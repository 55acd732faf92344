//! Bulk generation: one document per validated data row.
//!
//! Output filenames are made unique before any rendering happens, so the
//! numbering depends only on row order. A row that fails to render is
//! recorded in the [`GenerationReport`] and the batch carries on.

use std::collections::{HashMap, HashSet};

use log::{info, warn};
use serde::Serialize;

use super::common::docx_stem;
use super::merge::{Bindings, DocumentMerger};
use super::package::Package;
use super::rows::CsvRow;
use super::traits::Render;
use super::{EngineError, GeneratedDocument};

/// Summary of one batch, returned alongside the generated documents.
#[derive(Debug, Clone, Default, PartialEq, Serialize)]
#[serde(rename_all = "camelCase")]
pub struct GenerationReport {
    pub total_rows: usize,
    pub successful_documents: usize,
    pub failed_documents: usize,
    pub errors: Vec<String>,
}

impl GenerationReport {
    pub fn has_failures(&self) -> bool {
        self.failed_documents > 0
    }
}

#[derive(Debug)]
pub struct BatchOutput {
    pub documents: Vec<GeneratedDocument>,
    pub report: GenerationReport,
}

/// Name used for a row whose filename is nothing but the extension.
const FALLBACK_FILENAME: &str = "document";

/// Give every repeated filename a numeric suffix (`_1`, `_2`, ...).
///
/// Names are compared without their `.docx` extension, which the archive
/// appends. The first occurrence keeps its name. A suffixed name that is
/// already taken keeps counting, so the result never contains the same name
/// twice.
pub fn resolve_duplicate_filenames(rows: Vec<CsvRow>) -> Vec<CsvRow> {
    let mut taken: HashSet<String> = HashSet::new();
    let mut counters: HashMap<String, usize> = HashMap::new();

    rows.into_iter()
        .map(|mut row| {
            row.filename = match docx_stem(&row.filename) {
                "" => FALLBACK_FILENAME.to_string(),
                stem => stem.to_string(),
            };
            if taken.contains(&row.filename) {
                let counter = counters.entry(row.filename.clone()).or_insert(0);
                let mut candidate;
                loop {
                    *counter += 1;
                    candidate = format!("{}_{}", row.filename, counter);
                    if !taken.contains(&candidate) {
                        break;
                    }
                }
                row.filename = candidate;
            }
            taken.insert(row.filename.clone());
            row
        })
        .collect()
}

/// Drives a [`Render`] implementation over every row of a batch.
pub struct BatchGenerator<R: Render = DocumentMerger> {
    renderer: R,
}

impl BatchGenerator<DocumentMerger> {
    pub fn new() -> Self {
        Self::with_renderer(DocumentMerger::new())
    }
}

impl Default for BatchGenerator<DocumentMerger> {
    fn default() -> Self {
        Self::new()
    }
}

impl<R: Render> BatchGenerator<R> {
    pub fn with_renderer(renderer: R) -> Self {
        Self { renderer }
    }

    /// Generate one document per row from `template`.
    ///
    /// Only values of `fields` are bound. Fails with `MalformedPackage` before
    /// any row when the template is unreadable, and with `EmptyResult` when no
    /// row produced a document.
    pub fn generate(
        &self,
        template: &[u8],
        fields: &[String],
        rows: Vec<CsvRow>,
    ) -> Result<BatchOutput, EngineError> {
        let package = Package::open(template)?;
        let allowed: HashSet<String> = fields.iter().map(|f| f.trim().to_lowercase()).collect();
        let rows = resolve_duplicate_filenames(rows);

        let mut report = GenerationReport {
            total_rows: rows.len(),
            ..Default::default()
        };
        let mut documents = Vec::with_capacity(rows.len());

        for (index, row) in rows.into_iter().enumerate() {
            let bindings: Bindings = row
                .fields
                .iter()
                .filter(|(field, _)| allowed.contains(&field.trim().to_lowercase()))
                .collect();

            match self.renderer.render(&package, &bindings) {
                Ok(bytes) => documents.push(GeneratedDocument {
                    filename: row.filename,
                    bytes,
                }),
                Err(e) => {
                    let failure = EngineError::RowGeneration {
                        filename: row.filename,
                        message: e.to_string(),
                    };
                    warn!("Row {} failed: {}", index + 1, failure);
                    report.errors.push(failure.to_string());
                }
            }
        }

        report.successful_documents = documents.len();
        report.failed_documents = report.errors.len();

        if documents.is_empty() {
            return Err(EngineError::EmptyResult {
                details: report.errors,
            });
        }

        info!(
            "Batch finished: {}/{} documents generated",
            report.successful_documents, report.total_rows
        );

        Ok(BatchOutput { documents, report })
    }
}
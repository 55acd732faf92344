//! Traits for generator system standardization.

use super::merge::Bindings;
use super::package::Package;
use super::EngineError;

/// Trait for turning an opened template and one binding set into a document.
pub trait Render {
    /// Render a new package. The template must not be modified.
    fn render(&self, package: &Package<'_>, bindings: &Bindings) -> Result<Vec<u8>, EngineError>;
}
//! Substitution of bound values into a template package.
//!
//! Placeholders are located directly in the part XML so that one which
//! straddles several runs is replaced as a whole: the span from `{{` to the
//! first `}}`, markup included, collapses into the escaped value. Placeholders
//! without a binding are left exactly as they were.

use std::borrow::Cow;
use std::collections::{BTreeMap, HashMap};

use chrono::NaiveDate;
use lazy_static::lazy_static;
use log::debug;
use regex::{Captures, Regex};

use super::common::{escape_xml, format_czech_date, sanitize_field_name, today_czech};
use super::package::Package;
use super::traits::Render;
use super::{EngineError, TODAY_FIELD};

lazy_static! {
    /// `{{`, the shortest run of anything (markup included), `}}`.
    static ref SPLIT_PLACEHOLDER: Regex = Regex::new(r"(?s)\{\{(.*?)\}\}").unwrap();
    static ref TAG: Regex = Regex::new(r"<[^>]*>").unwrap();
    static ref RUN_OPEN: Regex = Regex::new(r#"^<w:t(?:\s[^>]*[^/>])?>$"#).unwrap();
}

/// Field values keyed by lowercased field name. Last write wins.
#[derive(Debug, Clone, Default)]
pub struct Bindings {
    values: HashMap<String, String>,
}

impl Bindings {
    pub fn new() -> Self {
        Self::default()
    }

    pub fn insert(&mut self, field: &str, value: impl Into<String>) {
        self.values.insert(normalize_key(field), value.into());
    }

    pub fn get(&self, field: &str) -> Option<&str> {
        self.values.get(&normalize_key(field)).map(String::as_str)
    }

    pub fn contains(&self, field: &str) -> bool {
        self.values.contains_key(&normalize_key(field))
    }

    pub fn len(&self) -> usize {
        self.values.len()
    }

    pub fn is_empty(&self) -> bool {
        self.values.is_empty()
    }
}

impl<K: AsRef<str>, V: Into<String>> FromIterator<(K, V)> for Bindings {
    fn from_iter<I: IntoIterator<Item = (K, V)>>(iter: I) -> Self {
        let mut bindings = Bindings::new();
        for (field, value) in iter {
            bindings.insert(field.as_ref(), value);
        }
        bindings
    }
}

fn normalize_key(field: &str) -> String {
    field.trim().to_lowercase()
}

/// Rewrites template packages, always binding the date field.
#[derive(Debug, Clone)]
pub struct DocumentMerger {
    today: String,
}

impl Default for DocumentMerger {
    fn default() -> Self {
        Self::new()
    }
}

impl DocumentMerger {
    /// Merger whose date field holds today's date.
    pub fn new() -> Self {
        Self {
            today: today_czech(),
        }
    }

    /// Merger whose date field holds `date`.
    pub fn with_date(date: NaiveDate) -> Self {
        Self {
            today: format_czech_date(date),
        }
    }

    /// Value bound to the date field.
    pub fn today(&self) -> &str {
        &self.today
    }

    /// Merge `bindings` into the template and return the new package bytes.
    pub fn merge(&self, template: &[u8], bindings: &Bindings) -> Result<Vec<u8>, EngineError> {
        let package = Package::open(template)?;
        self.merge_package(&package, bindings)
    }

    /// Merge into an already opened package without modifying it.
    pub fn merge_package(
        &self,
        package: &Package<'_>,
        bindings: &Bindings,
    ) -> Result<Vec<u8>, EngineError> {
        let mut effective = bindings.clone();
        effective.insert(TODAY_FIELD, self.today.clone());

        let mut replaced = BTreeMap::new();
        for part in package.parts() {
            if let Cow::Owned(xml) = substitute_placeholders(&part.xml, &effective) {
                if xml != part.xml {
                    debug!("Rewrote placeholders in {}", part.kind);
                    replaced.insert(part.path(), xml);
                }
            }
        }

        package.rebuild(&replaced)
    }
}

impl Render for DocumentMerger {
    fn render(&self, package: &Package<'_>, bindings: &Bindings) -> Result<Vec<u8>, EngineError> {
        self.merge_package(package, bindings)
    }
}

/// Replace every bound placeholder in one part's XML.
pub fn substitute_placeholders<'x>(xml: &'x str, bindings: &Bindings) -> Cow<'x, str> {
    SPLIT_PLACEHOLDER.replace_all(xml, |caps: &Captures| {
        let candidate = sanitize_field_name(&placeholder_text(&caps[1]));
        match bindings.get(&candidate) {
            Some(value) => escape_xml(value),
            None => caps[0].to_string(),
        }
    })
}

/// Literal text of a placeholder span.
///
/// The span starts inside a text run; an opening `<w:t>` enters a run and any
/// other tag leaves it. Only text inside runs is kept.
fn placeholder_text(content: &str) -> String {
    let mut text = String::new();
    let mut in_run = true;
    let mut last = 0;

    for tag in TAG.find_iter(content) {
        if in_run {
            text.push_str(&content[last..tag.start()]);
        }
        in_run = RUN_OPEN.is_match(tag.as_str());
        last = tag.end();
    }
    if in_run {
        text.push_str(&content[last..]);
    }

    text
}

···

#### Exercise aim
Where does the word "NaiveDate" appear in the listing? List each line that holds it.

#### Written answer
use chrono::NaiveDate;
    pub fn with_date(date: NaiveDate) -> Self {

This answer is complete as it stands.